Gold's unstoppable rise coupled with bond crashes the final warnings for a coming monetary collapse

Contrary to central banks and financial pundits, it is the bond market, rather than the stock markets, which provide the true signals for the strength of an economy and of a currency.  And this has never been so true since the world went forward with its credit based monetary system.

Yet in addition to this, the one commodity which also acts as a warning sign for monetary and financial collapse is gold.  And it has proven accurate on at least three occasions going back to the 1970's when the precious metal was removed as a backstop for all global currencies.

As we begin the second half of 2016, some interesting events are taking place that go far beyond last week's Brexit vote and possible future ending of the European Union project.  First, the number of global sovereign bonds that now have negative yields are at $11.7 trillion, and is a number that is climbing daily.  And secondly in the U.S., where the dollar remains the global reserve currency and the U.S. Treasury the most important credit vehicle, yields for treasuries have fallen to their lowest point since the 1950's.

The yield on the benchmark 10-year Treasury note sat lower at 1.004 percent, after hitting their lowest level in four years, according to Reuters.
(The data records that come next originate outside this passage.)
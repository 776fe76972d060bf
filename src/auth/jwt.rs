//! JWT Token Service
//!
//! Handles JWT creation, validation, and claims management for user authentication.

use chrono::{Duration, Utc};
use jsonwebtoken::{DecodingKey, EncodingKey, Header, TokenData, Validation, decode, encode};
use serde::{Deserialize, Serialize};
use thiserror::Error;
use uuid::Uuid;

/// Issuer written into and required on every token
pub const TOKEN_ISSUER: &str = "ecom-server";

/// JWT Claims structure containing user information and token metadata
#[derive(Debug, Serialize, Deserialize, Clone, PartialEq)]
pub struct Claims {
    /// User unique identifier
    pub sub: Uuid,
    /// User email
    pub email: String,
    /// Token issued at timestamp
    pub iat: i64,
    /// Token expiration timestamp
    pub exp: i64,
    /// Token issuer
    pub iss: String,
}

#[derive(Debug, Error)]
pub enum TokenError {
    #[error("failed to encode token: {0}")]
    Encode(#[source] jsonwebtoken::errors::Error),

    #[error("token expired")]
    Expired,

    /// Bad signature, wrong issuer, wrong shape
    #[error("invalid token: {0}")]
    Invalid(#[source] jsonwebtoken::errors::Error),
}

/// JWT Service for token operations
#[derive(Clone)]
pub struct JwtService {
    encoding_key: EncodingKey,
    decoding_key: DecodingKey,
    validation: Validation,
    ttl: Duration,
}

impl JwtService {
    /// Create a new JWT service with the provided secret and token lifetime
    pub fn new(secret: &str, ttl: Duration) -> Self {
        let encoding_key = EncodingKey::from_secret(secret.as_bytes());
        let decoding_key = DecodingKey::from_secret(secret.as_bytes());

        let mut validation = Validation::default();
        validation.set_issuer(&[TOKEN_ISSUER]);
        validation.leeway = 0;

        Self {
            encoding_key,
            decoding_key,
            validation,
            ttl,
        }
    }

    /// Lifetime of issued tokens
    pub fn ttl(&self) -> Duration {
        self.ttl
    }

    /// Generate a JWT token for a user
    pub fn create_token(&self, user_id: Uuid, email: String) -> Result<String, TokenError> {
        let now = Utc::now();
        let expiration = now + self.ttl;

        let claims = Claims {
            sub: user_id,
            email,
            iat: now.timestamp(),
            exp: expiration.timestamp(),
            iss: TOKEN_ISSUER.to_string(),
        };

        self.encode_claims(&claims)
    }

    fn encode_claims(&self, claims: &Claims) -> Result<String, TokenError> {
        encode(&Header::default(), claims, &self.encoding_key).map_err(TokenError::Encode)
    }

    /// Validate and decode a JWT token
    pub fn validate_token(&self, token: &str) -> Result<TokenData<Claims>, TokenError> {
        decode::<Claims>(token, &self.decoding_key, &self.validation).map_err(|e| {
            match e.kind() {
                jsonwebtoken::errors::ErrorKind::ExpiredSignature => TokenError::Expired,
                _ => TokenError::Invalid(e),
            }
        })
    }

    /// Validate a token and return only its claims
    pub fn decode_claims(&self, token: &str) -> Result<Claims, TokenError> {
        let token_data = self.validate_token(token)?;
        Ok(token_data.claims)
    }
}

#[cfg(test)]
mod tests {
    use super::*;

    fn service() -> JwtService {
        JwtService::new("test_secret", Duration::hours(1))
    }

    #[test]
    fn test_jwt_roundtrip() {
        let jwt_service = service();
        let user_id = Uuid::new_v4();
        let email = "test@example.com".to_string();

        let token = jwt_service.create_token(user_id, email.clone()).unwrap();
        let claims = jwt_service.decode_claims(&token).unwrap();

        assert_eq!(claims.sub, user_id);
        assert_eq!(claims.email, email);
        assert_eq!(claims.iss, TOKEN_ISSUER);
        assert_eq!(claims.exp - claims.iat, 3600);
    }

    #[test]
    fn test_ttl_is_configurable() {
        let jwt_service = JwtService::new("test_secret", Duration::days(45));
        let token = jwt_service.create_token(Uuid::new_v4(), "a@b.c".into()).unwrap();
        let claims = jwt_service.decode_claims(&token).unwrap();

        assert_eq!(claims.exp - claims.iat, 45 * 24 * 3600);
    }

    #[test]
    fn test_expired_token_is_rejected() {
        let jwt_service = service();
        let now = Utc::now().timestamp();
        let claims = Claims {
            sub: Uuid::new_v4(),
            email: "test@example.com".to_string(),
            iat: now - 7200,
            exp: now - 10,
            iss: TOKEN_ISSUER.to_string(),
        };
        let token = jwt_service.encode_claims(&claims).unwrap();

        assert!(matches!(jwt_service.validate_token(&token), Err(TokenError::Expired)));
    }

    #[test]
    fn test_tampered_token_is_rejected() {
        let jwt_service = service();
        let token = jwt_service.create_token(Uuid::new_v4(), "test@example.com".into()).unwrap();

        // Flip one character in every position of the token in turn.
        for i in 0..token.len() {
            let mut bytes = token.clone().into_bytes();
            if bytes[i] == b'.' {
                continue;
            }
            bytes[i] = if bytes[i] == b'A' { b'B' } else { b'A' };
            let tampered = String::from_utf8(bytes).unwrap();
            if tampered == token {
                continue;
            }
            assert!(
                jwt_service.validate_token(&tampered).is_err(),
                "tampered token accepted at byte {i}"
            );
        }
    }

    #[test]
    fn test_foreign_secret_is_rejected() {
        let other = JwtService::new("another_secret", Duration::hours(1));
        let token = other.create_token(Uuid::new_v4(), "test@example.com".into()).unwrap();

        assert!(matches!(service().validate_token(&token), Err(TokenError::Invalid(_))));
    }

    #[test]
    fn test_wrong_issuer_is_rejected() {
        let jwt_service = service();
        let now = Utc::now().timestamp();
        let claims = Claims {
            sub: Uuid::new_v4(),
            email: "test@example.com".to_string(),
            iat: now,
            exp: now + 600,
            iss: "someone-else".to_string(),
        };
        let token = jwt_service.encode_claims(&claims).unwrap();

        assert!(matches!(jwt_service.validate_token(&token), Err(TokenError::Invalid(_))));
    }

    #[test]
    fn test_garbage_is_rejected() {
        assert!(service().validate_token("not.a.jwt").is_err());
        assert!(service().validate_token("").is_err());
    }
}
The yield on the 30-year Treasury bond was also lower at 2.241 percent after hitting a new all-time low. - CNBC
U.S. 30-year yield hits lowest in at least 60 years.  Treasuries post highest return in 17 months in June * Bond prices pare gains after ISM PMI data beats forecast * Fed monitoring Brexit's impact on U.S. - Fed's Fischer - The U.S. Treasuries market rallied on Friday, with the 30-year yield hitting its lowest since the 1950s in a worldwide scramble for bonds on expectations of weak global growth and more policy stimulus from major central banks. – Yahoo Finance
Even during the 2008 Credit Crisis did bond yields for the 10 and 30 year never get so low, which validates that the world is rushing full on out of their own financial instruments and are willing to take even a smidgeon of return in exchange for a flight to safety.
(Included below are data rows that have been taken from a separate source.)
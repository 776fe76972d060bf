//! # Authentication Module
//!
//! Password hashing, JWT token issuance and validation, and the middleware
//! that gates protected endpoints.

pub mod jwt;
pub mod middleware;
pub mod models;
pub mod password;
But as we have seen since January, U.S. bonds aren't the only signal of a move out of stocks and faltering currencies.  In fact, gold has been the best performing asset for the entire year, and as more and more geo-political and economic events reveal themselves to place the global financial system on the precipice of collapse, the monetary metal will not only soar past its all-time high, but ultimately be the only true safe haven when even the dollar no longer acts as a currency of strength and stability.